// src/ui/panel.rs
//! The scene control panel
//!
//! Immediate mode keeps the widgets in sync with the selection for free:
//! every frame the controls are rebuilt from whatever object is selected,
//! whether it was picked by click or through the dropdown.

use imgui::{Condition, Ui};

use crate::gfx::resources::TextureKind;
use crate::gfx::scene::object::{MAX_SCALE, MIN_SCALE};
use crate::gfx::scene::{Scene, ShapeKind};

pub fn control_panel(ui: &Ui, scene: &mut Scene) {
    ui.window("Scene Controls")
        .size([320.0, 430.0], Condition::FirstUseEver)
        .position([16.0, 16.0], Condition::FirstUseEver)
        .build(|| {
            object_section(ui, scene);
            ui.separator();
            effects_section(ui, scene);
            ui.separator();
            lighting_section(ui, scene);
            ui.separator();
            ui.text_disabled("Click an object or use the list.");
            ui.text_disabled("WASD moves, drag orbits, wheel zooms.");
        });
}

fn object_section(ui: &Ui, scene: &mut Scene) {
    let labels: Vec<&str> = ShapeKind::ALL.iter().map(|k| k.label()).collect();
    let index = scene
        .selected()
        .and_then(|kind| ShapeKind::ALL.iter().position(|&k| k == kind));

    let preview = index.map(|i| labels[i]).unwrap_or("Select...");
    if let Some(_token) = ui.begin_combo("Object", preview) {
        for (i, label) in labels.iter().enumerate() {
            if ui.selectable_config(label).selected(index == Some(i)).build() {
                scene.select(ShapeKind::ALL[i]);
            }
        }
    }

    let Some(kind) = scene.selected() else {
        ui.text_disabled("Nothing selected");
        return;
    };

    // Read current values, then apply the widget results through the
    // mutators so clamping and dirty tracking stay in one place.
    let (mut color, mut scale, texture, rotation_enabled) = {
        let object = scene.object(kind);
        (object.color, object.scale, object.texture, object.rotation_enabled)
    };

    if ui.color_edit3("Color", &mut color) {
        scene.object_mut(kind).set_color(color);
    }

    if ui
        .slider_config("Scale", MIN_SCALE, MAX_SCALE)
        .display_format("%.1f")
        .build(&mut scale)
    {
        scene.object_mut(kind).set_scale(scale);
    }

    let texture_labels: Vec<&str> = TextureKind::ALL.iter().map(|t| t.label()).collect();
    let mut texture_index = TextureKind::ALL
        .iter()
        .position(|&t| t == texture)
        .unwrap_or(0);
    if ui.combo_simple_string("Texture", &mut texture_index, &texture_labels) {
        scene.object_mut(kind).set_texture(TextureKind::ALL[texture_index]);
    }

    let rotate_label = if rotation_enabled { "Stop" } else { "Rotate" };
    if ui.button(rotate_label) {
        scene.object_mut(kind).toggle_rotation();
    }
    ui.same_line();
    if ui.button("Reset") {
        scene.object_mut(kind).reset();
    }
}

fn effects_section(ui: &Ui, scene: &mut Scene) {
    ui.checkbox("Bloom", &mut scene.bloom_enabled);
    ui.checkbox("Outline selection", &mut scene.outline_enabled);
}

fn lighting_section(ui: &Ui, scene: &mut Scene) {
    ui.slider("Ambient light", 0.0, 1.0, &mut scene.ambient_intensity);
}
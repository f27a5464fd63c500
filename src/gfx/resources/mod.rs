//! # GPU Resources
//!
//! Uniform layouts, texture loading and the bind groups shared by every
//! render pass.

pub mod global_bindings;
pub mod material;
pub mod texture_resource;
pub mod texture_set;

pub use global_bindings::{GlobalBindings, GlobalUniforms};
pub use material::{MaterialUniform, ModelUniform};
pub use texture_resource::Texture;
pub use texture_set::{TextureKind, TextureSet};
# # #
_TASK DESCRIPTION:_
Return each line of the preceding material in which "position" can be found.

_OUTPUT:_
        .position([16.0, 16.0], Condition::FirstUseEver)
        .and_then(|kind| ShapeKind::ALL.iter().position(|&k| k == kind));
        .position(|&t| t == texture)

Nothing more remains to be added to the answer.